Many women like Mary and their children endure severe, unrelenting domestic violence. Crowe estimates about 99 percent of the cases opened each year by her practice group, Family Law, are related to domestic violence—and many instances go unreported. Less than one-fifth of victims seek medical treatment after they are injured.
“At a certain income level, victims just don’t report it because they feel that there is absolutely nowhere to turn,” said Crowe. “The Legal Aid Society was created for people who have nowhere else to turn for help, and we encourage them to step forward to start changing their lives for the better.”
Crowe emphasizes that getting out of an abusive relationship and getting to safety is the first priority. The Legal Aid Society starts the process by helping victims get an Order of Protection against the abuser.
A 2009 study in Kentucky submitted to the U.S. Department of Justice determined that a civil Order of Protection is worth the cost of obtaining and enforcing the orders. While there are costs to obtaining an order of protection, the study found that they are overshadowed by the significant reduction in costs after an order of protection has been issued. The average tax payer savings was $4,665.54 per case in health services, mental health services, victim services, legal fees, police and justice system, employment and lost earnings, transportation and lost property. This means there is a significant tax dollar savings in other costs to the state for every dollar invested in the Legal Aid Society’s work and advocacy.
“Studies show that an Order of Protection reduces further violence and translate to future tax dollar savings,” she added. “Once signed, the Order of Protection says that batterers must have no contact with the victim. If they violate the order, they can be arrested immediately.”
But the Legal Aid Society hopes to stop domestic violence before it gets to this stage.
“Information is key. Seeing those early warning signs of abusive personalities can save someone’s life,” said Adinah Robertson, community education coordinator for Legal Aid Society. “We hope that our educational materials and outreach will help young people to enter relationships cautiously in order to establish healthy, stable family lives in the future.”
The Legal Aid Society provides free information booklets, posters and wallet cards on domestic violence as well as information about the counseling services available to families and teens. The organization informs teens and local school guidance counselors to recognize the 15 warning signs of abusive personalities (see attached sheet).

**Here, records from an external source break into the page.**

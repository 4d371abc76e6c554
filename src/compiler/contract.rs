//! # Correctness Contract
//!
//! For a map `M`, expression `e`, environment `ξ`, initial state `η` and
//! watermark `t` such that
//!
//! - (a) `η[M(x)] == ξ(x)` for every identifier `x` of `e`, and
//! - (b) `M(x) < t` for every such `x`,
//!
//! running `compile(M, e, t)` from `η` ends in a state `η'` with
//! `η'.acc == evaluate(e, ξ)` and `η'[r] == η[r]` for every `r < t`.
//! Registers at or above `t` are scratch and their final contents are
//! unspecified.
//!
//! The partial state equivalences used to phrase the contract live here as
//! plain predicates; [`check_contract`] runs one instance end to end and
//! reports instead of panicking.

use super::codegen::compile;
use super::var_map::VariableMap;
use crate::error::{Error, Result};
use crate::machine::{run, Instruction, MachineState, Reg, Word};
use crate::parser::{Expr, MAX_NESTING_DEPTH};
use crate::runtime::{evaluate, Environment};

/// States agree on every register below `watermark`
pub fn agree_below(a: &MachineState, b: &MachineState, watermark: Reg) -> bool {
    first_disagreement_below(a, b, watermark).is_none()
}

/// States agree on the accumulator
pub fn agree_accumulator(a: &MachineState, b: &MachineState) -> bool {
    a.accumulator == b.accumulator
}

/// Lowest register below `watermark` on which the states differ
pub fn first_disagreement_below(
    a: &MachineState,
    b: &MachineState,
    watermark: Reg,
) -> Option<Reg> {
    // Past both extents every register reads zero on both sides
    let limit = watermark
        .index()
        .min(a.registers.extent().max(b.registers.extent()));
    (0..limit)
        .map(Reg)
        .find(|&r| a.register(r) != b.register(r))
}

/// Initial state satisfying precondition (a): each identifier of `expr`
/// preloaded with its value from `env`
pub fn consistent_state(map: &VariableMap, env: &Environment, expr: &Expr) -> Result<MachineState> {
    map.validate_for(expr)?;
    env.validate_for(expr)?;
    // Room for the variables and the temporaries compiled above them
    let capacity = map
        .max_register_for(expr)
        .map_or(0, |top| top.index().saturating_add(1))
        .saturating_add(expr.temporaries());
    let mut state = MachineState::with_capacity(capacity);
    for name in expr.identifiers_in_order() {
        state = state.with_register(map[name], env.get(name)?);
    }
    Ok(state)
}

/// Checks precondition (a) against a given initial state
pub fn check_consistent(
    map: &VariableMap,
    env: &Environment,
    expr: &Expr,
    initial: &MachineState,
) -> Result<()> {
    for name in expr.identifiers_in_order() {
        let reg = map.get(name).ok_or_else(|| Error::undefined(name))?;
        let expected = env.get(name)?;
        let found = initial.register(reg);
        if found != expected {
            return Err(Error::InconsistentState {
                name: name.to_string(),
                reg,
                expected,
                found,
            });
        }
    }
    Ok(())
}

/// Outcome of running one contract instance
#[derive(Debug, Clone)]
pub struct ContractReport {
    /// Watermark the code was compiled at
    pub watermark: Reg,
    /// Compiled program
    pub program: Vec<Instruction>,
    /// `evaluate(e, ξ)`
    pub expected: Word,
    /// Final accumulator
    pub actual: Word,
    /// First register below the watermark that changed, if any
    pub disturbed: Option<Reg>,
    /// State after running the program
    pub final_state: MachineState,
}

impl ContractReport {
    /// Both halves of the postcondition hold
    pub fn holds(&self) -> bool {
        self.expected == self.actual && self.disturbed.is_none()
    }
}

/// Check the contract for one `(map, expr, env, initial, watermark)` instance
///
/// Precondition failures are returned as errors; a postcondition failure
/// is a report whose [`holds`](ContractReport::holds) is false.
pub fn check_contract(
    map: &VariableMap,
    expr: &Expr,
    env: &Environment,
    initial: &MachineState,
    watermark: Reg,
) -> Result<ContractReport> {
    let depth = expr.depth();
    if depth > MAX_NESTING_DEPTH {
        return Err(Error::NestingTooDeep {
            depth,
            limit: MAX_NESTING_DEPTH,
        });
    }
    map.validate_for(expr)?;
    env.validate_for(expr)?;
    map.check_watermark(expr, watermark)?;
    if watermark.checked_offset(expr.temporaries()).is_none() {
        return Err(Error::RegisterOverflow {
            base: watermark,
            offset: expr.temporaries(),
        });
    }
    check_consistent(map, env, expr, initial)?;

    let program = compile(map, expr, watermark);
    let expected = evaluate(expr, env)?;
    let final_state = run(&program, initial.clone());
    let disturbed = first_disagreement_below(initial, &final_state, watermark);

    let report = ContractReport {
        watermark,
        actual: final_state.accumulator,
        expected,
        disturbed,
        program,
        final_state,
    };
    if !report.holds() {
        tracing::warn!(
            %expr,
            expected = report.expected,
            actual = report.actual,
            disturbed = ?report.disturbed,
            "contract violated"
        );
    }
    Ok(report)
}

#[cfg(test)]
mod tests {
    use super::*;

    fn fixture() -> Expr {
        Expr::sum(
            Expr::sum(Expr::var("x"), Expr::constant(3)),
            Expr::sum(Expr::var("x"), Expr::sum(Expr::var("y"), Expr::constant(2))),
        )
    }

    fn fixture_map() -> VariableMap {
        [("x", Reg(2)), ("y", Reg(5))].into_iter().collect()
    }

    fn fixture_env() -> Environment {
        [("x", 4), ("y", 5)].into_iter().collect()
    }

    #[test]
    fn test_agree_below() {
        let a = MachineState::with_registers([(Reg(1), 1), (Reg(8), 8)]);
        let b = MachineState::with_registers([(Reg(1), 1), (Reg(8), 9)]);
        assert!(agree_below(&a, &b, Reg(8)));
        assert!(!agree_below(&a, &b, Reg(9)));
        assert_eq!(first_disagreement_below(&a, &b, Reg(100)), Some(Reg(8)));
    }

    #[test]
    fn test_agree_accumulator() {
        let a = MachineState::new().with_accumulator(3);
        let b = MachineState::with_registers([(Reg(0), 1)]).with_accumulator(3);
        assert!(agree_accumulator(&a, &b));
        assert!(!agree_below(&a, &b, Reg(1)));
    }

    #[test]
    fn test_consistent_state() {
        let state = consistent_state(&fixture_map(), &fixture_env(), &fixture()).unwrap();
        assert_eq!(state.register(Reg(2)), 4);
        assert_eq!(state.register(Reg(5)), 5);
        assert_eq!(state.accumulator, 0);
    }

    #[test]
    fn test_worked_example_holds() {
        let initial = consistent_state(&fixture_map(), &fixture_env(), &fixture()).unwrap();
        let report =
            check_contract(&fixture_map(), &fixture(), &fixture_env(), &initial, Reg(10)).unwrap();
        assert!(report.holds());
        assert_eq!(report.actual, 18);
        assert_eq!(report.program.len(), 13);
    }

    #[test]
    fn test_inconsistent_state_rejected() {
        let initial = MachineState::with_registers([(Reg(2), 4), (Reg(5), 6)]);
        let err = check_contract(&fixture_map(), &fixture(), &fixture_env(), &initial, Reg(10))
            .unwrap_err();
        assert_eq!(
            err,
            Error::InconsistentState {
                name: "y".to_string(),
                reg: Reg(5),
                expected: 5,
                found: 6,
            }
        );
    }

    #[test]
    fn test_low_watermark_rejected() {
        let initial = consistent_state(&fixture_map(), &fixture_env(), &fixture()).unwrap();
        let err = check_contract(&fixture_map(), &fixture(), &fixture_env(), &initial, Reg(3))
            .unwrap_err();
        assert!(matches!(err, Error::PreconditionViolation { reg: Reg(5), .. }));
    }

    #[test]
    fn test_consistent_state_sized_for_temporaries() {
        let state = consistent_state(&fixture_map(), &fixture_env(), &fixture()).unwrap();
        // r0..=r5 for variables, three temporaries above
        assert!(state.registers.capacity() >= 9);
        assert_eq!(state.registers.extent(), 6);
    }

    #[test]
    fn test_overflowing_watermark_rejected() {
        let env = Environment::new();
        let expr = Expr::sum(Expr::constant(1), Expr::constant(2));
        let err = check_contract(
            &VariableMap::new(),
            &expr,
            &env,
            &MachineState::new(),
            Reg(usize::MAX),
        )
        .unwrap_err();
        assert_eq!(
            err,
            Error::RegisterOverflow {
                base: Reg(usize::MAX),
                offset: 1,
            }
        );
    }

    #[test]
    fn test_missing_binding_rejected() {
        let env: Environment = [("x", 4)].into_iter().collect();
        let err = check_contract(
            &fixture_map(),
            &fixture(),
            &env,
            &MachineState::new(),
            Reg(10),
        )
        .unwrap_err();
        assert_eq!(err, Error::undefined("y"));
    }
}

These resources are available at www.las.org or by calling (615) 780-7108.
“Our goal is to offer legal assistance and information to victims of violence that will help victims and increase their long term safety and independence from their abusers,” said Gary Housepian, executive director of Legal Aid Society. “We want to raise awareness during Domestic Violence Month and let victims know that there is hope through the Legal Aid Society.”
The Legal Aid Society gives free civil legal aid to people who have nowhere else to turn. It serves 48 counties from offices in Clarksville, Columbia, Cookeville, Gallatin, Murfreesboro, Nashville, Oak Ridge, and Tullahoma. The Legal Aid Society is funded in part by United Way.
*We have changed the client’s name to Mary Edwards to maintain anonymity.
About Jean Crowe
Jean Crowe is an attorney for the Legal Aid Society as well as a national and state leader in the field of domestic violence. She leads several of the American Bar Association’s committees and initiatives in the field. In Tennessee, she is a member of the Executive Council and Code Commission of the Tennessee Bar Association’s Domestic Relations Committee. In Nashville, she helped found the Domestic Death Review Team and currently serves as the chairman. Additionally, Crowe is the Chair of the Board of Directors for the Nashville Coalition Against Domestic Violence.